Tessa Gregory, Kaszeta’s lawyer, describes the Cabinet Office’s decision as complete vindication for her client who, she says, was unlawfully vetted. However, she adds that similar unpublished policies are still being applied. ‘There are widespread informal and formal practices emerging of government officials vetting individuals for previous criticism of the government. This undermines the impartiality of the civil service, it breaches data protection law and will lead to discrimination on the basis of political or philosophical beliefs contrary to the Human Rights Act and equality legislation.’
Tip of the iceberg
Kaszeta believes his case is the tip of the iceberg. ‘This isn’t over until we measure the extent of the damage. How much expertise and advice has been denied to government audiences?’ He believes there is a war on experts. ‘Government has created barriers to talk to specialists making a civil servant go through five years of tweets and posts. This is so wrong. Society faces complex issues and we need experts.’
‘Secret blacklists imposed at unaccountable, un-minuted meetings are redolent of Soviet-era eastern Europe,’ comments Liberal Democrat parliamentary candidate Edward Lucas, who first publicised Kaszeta’s case. ‘We have highlighted and overturned this threat to our freedom though a potent combination of media pressure, parliamentary questions and the threat of legal action. The government says it is concerned about threats to free speech from cancel culture and groupthink in banks, universities and elsewhere. Yet it was practising just what it denounces.’
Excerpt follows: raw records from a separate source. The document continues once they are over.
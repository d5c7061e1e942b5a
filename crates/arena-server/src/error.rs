//! Server error types.

use arena_core::ArenaError;
use thiserror::Error;

/// Errors that can occur in the server runtime.
#[derive(Debug, Error)]
pub enum ServerError {
    /// Configuration error
    #[error("configuration error: {0}")]
    Config(String),

    /// A coordinator or member operation failed where the runtime expected
    /// it to succeed.
    #[error("arena error: {0}")]
    Arena(#[from] ArenaError),

    /// A spawned task panicked or was cancelled.
    #[error("task error: {0}")]
    Task(String),

    /// Internal error
    #[error("internal error: {0}")]
    Internal(String),
}

impl From<tokio::task::JoinError> for ServerError {
    fn from(err: tokio::task::JoinError) -> Self {
        Self::Task(err.to_string())
    }
}
/// Result of a successful leave.
#[derive(Debug, Clone, PartialEq, Eq)]
pub struct LeaveOutcome {
    /// The row that was removed.
    pub removed: RoomMember,
    /// Member who inherited ownership, if the owner left a non-empty room.
    pub new_owner: Option<UserNo>,
}

/// Orchestrates room creation, admission and ownership.
pub struct MembershipCoordinator<E, S, P>
where
    E: Environment,
    S: Store,
    P: NotificationPublisher,
{
    env: E,
    store: Arc<S>,
    publisher: Arc<P>,
    locks: RoomLocks,
    invites: InviteCodeResolver<S>,
    config: CoordinatorConfig,
}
Kate Devlin, an expert in artificial intelligence at King’s College London, was also blocked from attending a government conference in October because of criticism of government policy on social media. ‘Legal pressure has resulted in this guidance being withdrawn, but it should never have been in place. We are professionals and it is part of our job to know how to speak appropriately at events. It is particularly ironic that, during this same period, the government was bringing in the Higher Education (Freedom of Speech) Act – an act that monitors cases of no-platforming and is intended to protect academic staff, students and visitors who advocate controversial viewpoints.’ Devlin has not received an apology or any acknowledgement from the Ministry of Justice.
While Kaszeta got a ‘snarky email’ informing him he’d been uninvited from speaking at the DSTL conference, many people won’t know if or why they have been blacklisted. He recommends that anyone interested should put in a subject access request (SAR) asking government what personal information they have used or stored.
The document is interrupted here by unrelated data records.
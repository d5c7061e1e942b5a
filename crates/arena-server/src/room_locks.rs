//! Per-room serialization.
//!
//! Every mutating coordinator operation runs inside [`RoomLocks::serialize`]
//! for its room. Operations on different rooms never wait on each other: the
//! table lock is held only long enough to fetch the room's slot.

use std::{
    collections::HashMap,
    sync::{Arc, Mutex, PoisonError},
};

use arena_core::RoomNo;

/// Lock table keyed by room number.
#[derive(Debug, Default)]
pub struct RoomLocks {
    slots: Mutex<HashMap<RoomNo, Arc<Mutex<()>>>>,
}

impl RoomLocks {
    /// Create an empty lock table.
    pub fn new() -> Self {
        Self::default()
    }

    /// Run `f` while holding the room's lock.
    ///
    /// The lock is released when `f` returns, whatever it returns. The slots
    /// guard no data of their own, so a poisoned slot is still usable.
    pub fn serialize<T>(&self, room_no: RoomNo, f: impl FnOnce() -> T) -> T {
        let slot = self.slot(room_no);
        let _guard = slot.lock().unwrap_or_else(PoisonError::into_inner);
        f()
    }

    /// Number of rooms that have been serialized at least once.
    #[cfg(test)]
    pub(crate) fn len(&self) -> usize {
        self.slots.lock().unwrap_or_else(PoisonError::into_inner).len()
    }

    fn slot(&self, room_no: RoomNo) -> Arc<Mutex<()>> {
        let mut slots = self.slots.lock().unwrap_or_else(PoisonError::into_inner);
        Arc::clone(slots.entry(room_no).or_default())
    }
}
Ruth Swailes, an early years’ educational consultant, requested a SAR after the Department for Education (DfE) tried to block her from speaking at a government conference in March this year. The issue appeared to be that she ‘promoted’ a document giving non-statutory advice that the DfE deems to be in competition with its own document. ‘I’ve definitely been critical of the government,’ she says. ‘My SAR shows an email asking for some “digging on social media” about me. It concludes “can’t find anything specific that brings the department into disrepute” but mentions me “promoting” documents at speaking events and on Twitter which is not true. I think it’s because my face doesn’t fit, and I don’t toe the DfE line.’
Swailes says it’s hard to know if being called ‘unfit to speak’ has damaged her professional reputation but it has affected her wellbeing. ‘There were several sleepless nights worrying if these unfounded allegations would affect my work as a freelancer.’
She says she knows at least two other educational consultants who have been blacklisted. ‘A lot of people feel frightened and have withdrawn from social media,’ Swailes says. ’Apart from anything else, what a complete waste of civil servants’ time.’